//! Corpus search: linear scan producing grouped, context-expandable
//! results, plus autocomplete suggestions.
//!
//! Matching is always a literal substring test against the plain text;
//! the diacritics flag only selects which variant is displayed. One match
//! is recorded per verse regardless of how often the term occurs in it.

use crate::corpus::{Corpus, TextVariant};
use crate::error::WirdError;
use lru::LruCache;
use serde::{Deserialize, Serialize};
use std::num::NonZeroUsize;
use std::sync::{Arc, Mutex};

/// Following verses captured eagerly as context for each match
const CONTEXT_VERSES: usize = 5;
/// Autocomplete stops scanning once this many verses are collected
const SUGGESTION_LIMIT: usize = 5;
/// Suggestions are only generated from this many characters on
const SUGGESTION_MIN_CHARS: usize = 2;
/// Recently computed result sets kept in memory
const RESULT_CACHE_CAPACITY: usize = 8;

#[derive(Debug, Clone, PartialEq, Eq, Hash, Serialize, Deserialize)]
pub struct SearchQuery {
    pub term: String,
    pub with_diacritics: bool,
}

#[derive(Debug, Clone, PartialEq, Serialize, Deserialize)]
pub struct ContextVerse {
    pub verse_index: u32,
    pub text: String,
}

#[derive(Debug, Clone, PartialEq, Serialize, Deserialize)]
pub struct MatchResult {
    pub verse_index: u32,
    /// Plain or diacritized per the query flag, fixed at search time
    pub text: String,
    #[serde(skip_serializing_if = "Option::is_none")]
    pub opening_formula: Option<String>,
    /// Up to 5 subsequent verses, truncated at the chapter end
    pub context_verses: Vec<ContextVerse>,
}

#[derive(Debug, Clone, PartialEq, Serialize, Deserialize)]
pub struct ChapterMatches {
    pub chapter_index: u32,
    pub chapter_name: String,
    pub matches: Vec<MatchResult>,
}

#[derive(Debug, Clone, PartialEq, Serialize, Deserialize)]
pub struct SearchResults {
    pub query: SearchQuery,
    pub groups: Vec<ChapterMatches>,
    pub total_matches: usize,
    pub elapsed_ms: u64,
}

pub struct SearchEngine {
    corpus: Arc<Corpus>,
    cache: Mutex<LruCache<SearchQuery, Arc<SearchResults>>>,
}

impl SearchEngine {
    pub fn new(corpus: Arc<Corpus>) -> Self {
        let capacity = NonZeroUsize::new(RESULT_CACHE_CAPACITY)
            .unwrap_or_else(|| NonZeroUsize::new(1).unwrap());
        Self {
            corpus,
            cache: Mutex::new(LruCache::new(capacity)),
        }
    }

    /// Scan the whole corpus for literal occurrences of the query term.
    /// Blank terms are rejected; a term found nowhere yields an empty
    /// result set, not an error.
    pub fn search(&self, query: &SearchQuery) -> Result<Arc<SearchResults>, WirdError> {
        if query.term.trim().is_empty() {
            return Err(WirdError::InvalidQuery("search term is empty".into()));
        }

        {
            let mut cache = self.cache.lock().unwrap();
            if let Some(results) = cache.get(query) {
                return Ok(Arc::clone(results));
            }
        }

        let start = std::time::Instant::now();
        let term = query.term.as_str();
        let variant = if query.with_diacritics {
            TextVariant::Diacritized
        } else {
            TextVariant::Plain
        };

        let mut groups = Vec::new();
        let mut total_matches = 0;

        for chapter in self.corpus.chapters() {
            let mut matches = Vec::new();
            for (pos, verse) in chapter.verses.iter().enumerate() {
                if !verse.text.contains(term) {
                    continue;
                }

                let context_verses = chapter.verses[pos + 1..]
                    .iter()
                    .take(CONTEXT_VERSES)
                    .map(|v| ContextVerse {
                        verse_index: v.index,
                        text: v.display_text(variant).to_string(),
                    })
                    .collect();

                matches.push(MatchResult {
                    verse_index: verse.index,
                    text: verse.display_text(variant).to_string(),
                    opening_formula: verse.opening_formula.clone(),
                    context_verses,
                });
                total_matches += 1;
            }

            if !matches.is_empty() {
                groups.push(ChapterMatches {
                    chapter_index: chapter.index,
                    chapter_name: chapter.name.clone(),
                    matches,
                });
            }
        }

        let results = Arc::new(SearchResults {
            query: query.clone(),
            groups,
            total_matches,
            elapsed_ms: start.elapsed().as_millis() as u64,
        });
        tracing::debug!(term, total = total_matches, "search completed");

        let mut cache = self.cache.lock().unwrap();
        cache.put(query.clone(), Arc::clone(&results));
        Ok(results)
    }

    /// Autocomplete sample: the first few plain verse texts containing the
    /// partial term, in corpus order. Short-circuits so interactive typing
    /// never pays for a full scan.
    pub fn suggest(&self, partial: &str) -> Vec<String> {
        if partial.chars().count() < SUGGESTION_MIN_CHARS {
            return Vec::new();
        }

        let mut suggestions = Vec::new();
        'scan: for chapter in self.corpus.chapters() {
            for verse in &chapter.verses {
                if verse.text.contains(partial) {
                    suggestions.push(verse.text.clone());
                    if suggestions.len() >= SUGGESTION_LIMIT {
                        break 'scan;
                    }
                }
            }
        }
        suggestions
    }

    pub fn clear_cache(&self) {
        self.cache.lock().unwrap().clear();
    }

    pub fn cache_stats(&self) -> (usize, usize) {
        let cache = self.cache.lock().unwrap();
        (cache.len(), cache.cap().get())
    }
}

#[cfg(test)]
mod tests {
    use super::*;
    use serde_json::json;

    fn test_corpus() -> Arc<Corpus> {
        let plain = json!([
            {
                "index": 1,
                "name": "الفاتحة",
                "verses": [
                    { "index": 1, "text": "بسم الله" },
                    { "index": 2, "text": "الرحمن الرحيم" },
                    { "index": 3, "text": "مالك يوم الدين" }
                ]
            },
            {
                "index": 2,
                "name": "الإخلاص",
                "verses": [
                    { "index": 1, "text": "قل هو الله أحد", "opening_formula": "بسم الله الرحمن الرحيم" },
                    { "index": 2, "text": "الله الصمد" },
                    { "index": 3, "text": "لم يلد ولم يولد" },
                    { "index": 4, "text": "ولم يكن له كفوا أحد" }
                ]
            }
        ])
        .to_string();
        let diacritized = json!([
            {
                "index": 1,
                "name": "الفاتحة",
                "verses": [
                    { "index": 1, "text": "بِسْمِ اللَّهِ" },
                    { "index": 2, "text": "الرَّحْمَٰنِ الرَّحِيمِ" },
                    { "index": 3, "text": "مَالِكِ يَوْمِ الدِّينِ" }
                ]
            },
            {
                "index": 2,
                "name": "الإخلاص",
                "verses": [
                    { "index": 1, "text": "قُلْ هُوَ اللَّهُ أَحَدٌ", "opening_formula": "بِسْمِ اللَّهِ" },
                    { "index": 2, "text": "اللَّهُ الصَّمَدُ" },
                    { "index": 3, "text": "لَمْ يَلِدْ وَلَمْ يُولَدْ" },
                    { "index": 4, "text": "وَلَمْ يَكُن لَّهُ كُفُوًا أَحَدٌ" }
                ]
            }
        ])
        .to_string();
        Arc::new(Corpus::load(&plain, &diacritized).unwrap())
    }

    fn engine() -> SearchEngine {
        SearchEngine::new(test_corpus())
    }

    fn query(term: &str) -> SearchQuery {
        SearchQuery {
            term: term.to_string(),
            with_diacritics: false,
        }
    }

    #[test]
    fn match_with_context_truncated_at_chapter_end() {
        let results = engine()
            .search(&SearchQuery {
                term: "بسم".to_string(),
                with_diacritics: false,
            })
            .unwrap();

        assert_eq!(results.total_matches, 1);
        assert_eq!(results.groups.len(), 1);
        let group = &results.groups[0];
        assert_eq!(group.chapter_index, 1);
        let hit = &group.matches[0];
        assert_eq!(hit.verse_index, 1);
        // only two verses remain in the chapter
        assert_eq!(hit.context_verses.len(), 2);
        assert_eq!(hit.context_verses[0].verse_index, 2);
        assert_eq!(hit.context_verses[0].text, "الرحمن الرحيم");
        assert_eq!(hit.context_verses[1].verse_index, 3);
    }

    #[test]
    fn context_is_capped_at_five_verses() {
        let mut verses = vec![json!({ "index": 1, "text": "يس والقرآن الحكيم" })];
        verses.extend((2..=9).map(|i| json!({ "index": i, "text": format!("آية رقم {i}") })));
        let doc = json!([{ "index": 1, "name": "يس", "verses": verses }]).to_string();
        let engine = SearchEngine::new(Arc::new(Corpus::load(&doc, &doc).unwrap()));

        let results = engine.search(&query("يس")).unwrap();
        let hit = &results.groups[0].matches[0];
        assert_eq!(hit.verse_index, 1);
        // eight verses follow the match, only five are captured
        assert_eq!(hit.context_verses.len(), 5);
        let indices: Vec<u32> = hit.context_verses.iter().map(|c| c.verse_index).collect();
        assert_eq!(indices, vec![2, 3, 4, 5, 6]);
    }

    #[test]
    fn no_matches_is_an_empty_result_set() {
        let results = engine().search(&query("غير موجود")).unwrap();
        assert!(results.groups.is_empty());
        assert_eq!(results.total_matches, 0);
    }

    #[test]
    fn blank_term_is_rejected() {
        let err = engine().search(&query("   ")).unwrap_err();
        assert!(matches!(err, WirdError::InvalidQuery(_)));
    }

    #[test]
    fn total_matches_equals_sum_of_groups_in_order() {
        let results = engine().search(&query("الله")).unwrap();

        let summed: usize = results.groups.iter().map(|g| g.matches.len()).sum();
        assert_eq!(results.total_matches, summed);
        assert_eq!(results.total_matches, 3);

        let chapter_order: Vec<u32> = results.groups.iter().map(|g| g.chapter_index).collect();
        let mut sorted = chapter_order.clone();
        sorted.sort_unstable();
        assert_eq!(chapter_order, sorted);

        for group in &results.groups {
            let verse_order: Vec<u32> = group.matches.iter().map(|m| m.verse_index).collect();
            let mut sorted = verse_order.clone();
            sorted.sort_unstable();
            assert_eq!(verse_order, sorted);
        }
    }

    #[test]
    fn diacritics_flag_selects_display_variant() {
        let engine = engine();

        let plain = engine.search(&query("الصمد")).unwrap();
        assert_eq!(plain.groups[0].matches[0].text, "الله الصمد");

        let diacritized = engine
            .search(&SearchQuery {
                term: "الصمد".to_string(),
                with_diacritics: true,
            })
            .unwrap();
        let hit = &diacritized.groups[0].matches[0];
        assert_eq!(hit.text, "اللَّهُ الصَّمَدُ");
        // context follows the same flag
        assert_eq!(hit.context_verses[0].text, "لَمْ يَلِدْ وَلَمْ يُولَدْ");
    }

    #[test]
    fn opening_formula_is_carried_on_the_match() {
        let results = engine().search(&query("قل هو")).unwrap();
        let hit = &results.groups[0].matches[0];
        assert_eq!(
            hit.opening_formula.as_deref(),
            Some("بسم الله الرحمن الرحيم")
        );
    }

    #[test]
    fn search_is_deterministic() {
        let engine = engine();
        let first = engine.search(&query("الله")).unwrap();
        engine.clear_cache();
        let second = engine.search(&query("الله")).unwrap();
        assert_eq!(first.groups, second.groups);
        assert_eq!(first.total_matches, second.total_matches);
    }

    #[test]
    fn repeated_query_is_served_from_cache() {
        let engine = engine();
        let first = engine.search(&query("الله")).unwrap();
        let second = engine.search(&query("الله")).unwrap();
        assert!(Arc::ptr_eq(&first, &second));
        assert_eq!(engine.cache_stats().0, 1);
    }

    #[test]
    fn pattern_characters_match_only_literally() {
        let plain = json!([
            {
                "index": 1,
                "name": "اختبار",
                "verses": [
                    { "index": 1, "text": "نص فيه نقطة." },
                    { "index": 2, "text": "نص بلا علامات" }
                ]
            }
        ])
        .to_string();
        let diacritized = json!([
            {
                "index": 1,
                "name": "اختبار",
                "verses": [
                    { "index": 1, "text": "نَص فيه نقطة." },
                    { "index": 2, "text": "نَص بلا علامات" }
                ]
            }
        ])
        .to_string();
        let engine = SearchEngine::new(Arc::new(Corpus::load(&plain, &diacritized).unwrap()));

        // "." would match every verse as a pattern; literally it matches one
        let results = engine.search(&query(".")).unwrap();
        assert_eq!(results.total_matches, 1);
        assert_eq!(results.groups[0].matches[0].verse_index, 1);

        let results = engine.search(&query("نقطة.*")).unwrap();
        assert_eq!(results.total_matches, 0);

        let results = engine.search(&query("(نص")).unwrap();
        assert_eq!(results.total_matches, 0);
    }

    #[test]
    fn suggestions_stop_at_the_limit_in_corpus_order() {
        let verses: Vec<_> = (1..=8)
            .map(|i| json!({ "index": i, "text": format!("قل آية رقم {i}") }))
            .collect();
        let doc = json!([{ "index": 1, "name": "اختبار", "verses": verses }]).to_string();
        let engine = SearchEngine::new(Arc::new(Corpus::load(&doc, &doc).unwrap()));

        let suggestions = engine.suggest("قل");
        assert_eq!(suggestions.len(), 5);
        assert_eq!(suggestions[0], "قل آية رقم 1");
        assert_eq!(suggestions[4], "قل آية رقم 5");
    }

    #[test]
    fn suggestions_require_two_characters() {
        let engine = engine();
        assert!(engine.suggest("ق").is_empty());
        assert!(engine.suggest("").is_empty());
        assert!(!engine.suggest("قل").is_empty());
    }

    #[test]
    fn suggestions_may_be_empty() {
        assert!(engine().suggest("غير موجود").is_empty());
    }
}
# # #
» **The task**
Write down exactly every line of the material above up to and including the line containing "occurs in it.".

» **Reply**
//! Corpus search: linear scan producing grouped, context-expandable
//! results, plus autocomplete suggestions.
//!
//! Matching is always a literal substring test against the plain text;
//! the diacritics flag only selects which variant is displayed. One match
//! is recorded per verse regardless of how often the term occurs in it.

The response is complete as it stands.